BEGIN
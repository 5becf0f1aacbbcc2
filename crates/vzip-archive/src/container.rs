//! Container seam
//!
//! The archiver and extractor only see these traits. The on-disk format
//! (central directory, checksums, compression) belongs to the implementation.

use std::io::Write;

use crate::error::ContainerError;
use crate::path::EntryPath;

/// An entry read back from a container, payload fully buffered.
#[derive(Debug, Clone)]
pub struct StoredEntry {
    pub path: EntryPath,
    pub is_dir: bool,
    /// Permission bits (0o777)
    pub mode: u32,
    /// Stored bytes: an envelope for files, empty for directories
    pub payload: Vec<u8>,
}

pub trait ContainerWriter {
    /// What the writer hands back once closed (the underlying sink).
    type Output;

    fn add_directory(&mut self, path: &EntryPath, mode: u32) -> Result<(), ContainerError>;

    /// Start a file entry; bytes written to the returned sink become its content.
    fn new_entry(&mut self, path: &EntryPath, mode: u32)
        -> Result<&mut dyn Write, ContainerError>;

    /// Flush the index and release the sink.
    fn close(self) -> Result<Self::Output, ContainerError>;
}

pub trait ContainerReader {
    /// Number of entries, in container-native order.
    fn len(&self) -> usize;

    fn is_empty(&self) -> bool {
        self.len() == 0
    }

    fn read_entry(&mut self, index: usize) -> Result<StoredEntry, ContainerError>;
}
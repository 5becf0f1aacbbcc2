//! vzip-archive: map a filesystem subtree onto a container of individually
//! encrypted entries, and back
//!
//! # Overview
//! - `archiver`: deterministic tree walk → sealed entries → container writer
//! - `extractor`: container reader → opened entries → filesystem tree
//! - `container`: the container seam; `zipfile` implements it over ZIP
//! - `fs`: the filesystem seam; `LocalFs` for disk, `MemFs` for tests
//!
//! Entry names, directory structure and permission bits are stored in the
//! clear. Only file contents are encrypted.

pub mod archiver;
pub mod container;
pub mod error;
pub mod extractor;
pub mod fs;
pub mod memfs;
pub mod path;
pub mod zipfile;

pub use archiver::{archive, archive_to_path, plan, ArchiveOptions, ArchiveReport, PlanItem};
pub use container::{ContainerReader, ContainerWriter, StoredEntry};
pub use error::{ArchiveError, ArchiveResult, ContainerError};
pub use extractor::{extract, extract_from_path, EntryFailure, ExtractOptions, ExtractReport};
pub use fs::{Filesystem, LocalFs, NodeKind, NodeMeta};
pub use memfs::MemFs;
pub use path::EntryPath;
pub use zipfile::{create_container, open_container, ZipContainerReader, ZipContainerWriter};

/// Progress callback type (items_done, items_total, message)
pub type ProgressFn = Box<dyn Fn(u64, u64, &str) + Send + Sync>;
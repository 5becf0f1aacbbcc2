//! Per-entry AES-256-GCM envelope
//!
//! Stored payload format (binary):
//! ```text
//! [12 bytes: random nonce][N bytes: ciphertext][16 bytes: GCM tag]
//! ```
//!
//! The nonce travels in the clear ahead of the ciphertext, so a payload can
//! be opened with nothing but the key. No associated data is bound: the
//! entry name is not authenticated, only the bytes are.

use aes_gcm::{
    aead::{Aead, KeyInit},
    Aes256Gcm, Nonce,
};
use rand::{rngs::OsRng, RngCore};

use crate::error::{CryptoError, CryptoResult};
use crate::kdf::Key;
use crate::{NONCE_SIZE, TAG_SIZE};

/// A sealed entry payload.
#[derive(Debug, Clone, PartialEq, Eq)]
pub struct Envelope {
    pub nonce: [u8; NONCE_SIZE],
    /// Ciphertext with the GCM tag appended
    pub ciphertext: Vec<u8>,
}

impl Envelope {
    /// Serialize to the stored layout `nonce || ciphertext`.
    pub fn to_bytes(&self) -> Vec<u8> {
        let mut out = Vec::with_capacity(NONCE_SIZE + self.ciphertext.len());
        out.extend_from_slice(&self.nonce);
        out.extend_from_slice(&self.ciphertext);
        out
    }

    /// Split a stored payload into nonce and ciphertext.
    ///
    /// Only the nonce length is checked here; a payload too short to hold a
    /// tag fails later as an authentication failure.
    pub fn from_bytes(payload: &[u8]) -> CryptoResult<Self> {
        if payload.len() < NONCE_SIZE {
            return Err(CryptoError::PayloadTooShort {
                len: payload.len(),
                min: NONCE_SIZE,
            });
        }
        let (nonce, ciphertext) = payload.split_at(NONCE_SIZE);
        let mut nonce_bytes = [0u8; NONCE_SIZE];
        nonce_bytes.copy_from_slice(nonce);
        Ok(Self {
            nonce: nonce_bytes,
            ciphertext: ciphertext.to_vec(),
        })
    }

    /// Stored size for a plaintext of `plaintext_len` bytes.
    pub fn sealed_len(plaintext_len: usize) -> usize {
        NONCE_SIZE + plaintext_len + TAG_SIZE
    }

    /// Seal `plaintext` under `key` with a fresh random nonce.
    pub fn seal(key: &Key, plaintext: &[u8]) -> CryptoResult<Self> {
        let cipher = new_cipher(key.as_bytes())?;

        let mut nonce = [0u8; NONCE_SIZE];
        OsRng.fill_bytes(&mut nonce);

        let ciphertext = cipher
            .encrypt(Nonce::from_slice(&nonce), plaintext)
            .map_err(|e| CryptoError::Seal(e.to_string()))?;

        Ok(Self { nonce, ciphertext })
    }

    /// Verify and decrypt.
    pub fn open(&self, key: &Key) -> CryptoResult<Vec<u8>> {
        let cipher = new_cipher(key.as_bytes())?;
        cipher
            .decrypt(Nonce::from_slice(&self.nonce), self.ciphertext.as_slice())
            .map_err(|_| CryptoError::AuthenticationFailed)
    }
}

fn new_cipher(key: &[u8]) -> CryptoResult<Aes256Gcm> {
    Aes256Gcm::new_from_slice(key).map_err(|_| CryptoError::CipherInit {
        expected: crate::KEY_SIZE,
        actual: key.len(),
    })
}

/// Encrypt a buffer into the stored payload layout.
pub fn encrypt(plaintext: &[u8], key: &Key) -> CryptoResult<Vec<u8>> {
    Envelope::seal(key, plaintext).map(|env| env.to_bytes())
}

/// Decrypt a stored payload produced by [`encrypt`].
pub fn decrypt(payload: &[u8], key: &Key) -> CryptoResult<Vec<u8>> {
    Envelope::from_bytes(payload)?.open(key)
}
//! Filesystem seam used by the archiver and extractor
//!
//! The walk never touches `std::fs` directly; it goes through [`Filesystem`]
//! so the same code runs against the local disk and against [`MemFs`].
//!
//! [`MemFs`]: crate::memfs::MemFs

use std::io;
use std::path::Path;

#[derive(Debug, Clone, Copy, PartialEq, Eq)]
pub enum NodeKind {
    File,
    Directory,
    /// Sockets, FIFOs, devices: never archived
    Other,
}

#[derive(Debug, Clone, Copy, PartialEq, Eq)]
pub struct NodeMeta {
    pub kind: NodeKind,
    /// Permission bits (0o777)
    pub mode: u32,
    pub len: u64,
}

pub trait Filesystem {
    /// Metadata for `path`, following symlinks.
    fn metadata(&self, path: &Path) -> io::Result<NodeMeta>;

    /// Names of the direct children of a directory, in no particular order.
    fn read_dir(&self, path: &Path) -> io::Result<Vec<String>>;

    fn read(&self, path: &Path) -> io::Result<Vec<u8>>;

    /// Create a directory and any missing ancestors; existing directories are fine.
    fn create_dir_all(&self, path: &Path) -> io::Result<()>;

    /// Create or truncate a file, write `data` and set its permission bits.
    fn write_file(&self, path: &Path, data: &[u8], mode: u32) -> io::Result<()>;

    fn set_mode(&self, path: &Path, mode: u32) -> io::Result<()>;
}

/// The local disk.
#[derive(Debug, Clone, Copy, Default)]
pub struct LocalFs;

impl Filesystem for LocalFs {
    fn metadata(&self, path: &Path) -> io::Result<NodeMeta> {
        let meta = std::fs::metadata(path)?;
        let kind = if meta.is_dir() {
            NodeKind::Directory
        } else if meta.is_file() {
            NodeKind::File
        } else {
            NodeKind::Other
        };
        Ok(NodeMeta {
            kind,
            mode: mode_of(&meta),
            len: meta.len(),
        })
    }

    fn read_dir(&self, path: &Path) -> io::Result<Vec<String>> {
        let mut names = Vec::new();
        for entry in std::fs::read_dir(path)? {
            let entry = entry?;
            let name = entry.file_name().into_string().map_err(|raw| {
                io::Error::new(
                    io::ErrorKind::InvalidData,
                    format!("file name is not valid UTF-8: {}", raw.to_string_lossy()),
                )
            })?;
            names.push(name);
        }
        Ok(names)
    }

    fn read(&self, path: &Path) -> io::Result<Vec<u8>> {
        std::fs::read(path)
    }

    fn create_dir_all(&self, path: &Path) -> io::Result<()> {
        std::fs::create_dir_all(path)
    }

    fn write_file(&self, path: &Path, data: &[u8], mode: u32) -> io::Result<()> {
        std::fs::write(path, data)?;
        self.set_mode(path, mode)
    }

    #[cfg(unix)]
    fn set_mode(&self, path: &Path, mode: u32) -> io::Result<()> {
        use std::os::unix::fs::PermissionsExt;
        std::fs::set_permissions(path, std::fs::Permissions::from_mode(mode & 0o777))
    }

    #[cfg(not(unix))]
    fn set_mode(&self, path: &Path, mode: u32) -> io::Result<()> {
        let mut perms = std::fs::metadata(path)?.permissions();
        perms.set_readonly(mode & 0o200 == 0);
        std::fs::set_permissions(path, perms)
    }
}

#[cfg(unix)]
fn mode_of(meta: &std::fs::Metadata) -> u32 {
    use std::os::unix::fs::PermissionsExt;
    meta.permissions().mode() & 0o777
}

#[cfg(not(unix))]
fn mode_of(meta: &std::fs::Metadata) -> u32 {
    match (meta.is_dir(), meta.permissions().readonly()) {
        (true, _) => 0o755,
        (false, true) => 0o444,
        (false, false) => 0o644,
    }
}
END
## DESCRIPTION OF THE TASK
Please return every line of the records that contains the word "extractor".

## EXERCISE RESPONSE
//! The archiver and extractor only see these traits. The on-disk format
//! - `extractor`: container reader → opened entries → filesystem tree
pub mod extractor;
pub use extractor::{extract, extract_from_path, EntryFailure, ExtractOptions, ExtractReport};
//! Filesystem seam used by the archiver and extractor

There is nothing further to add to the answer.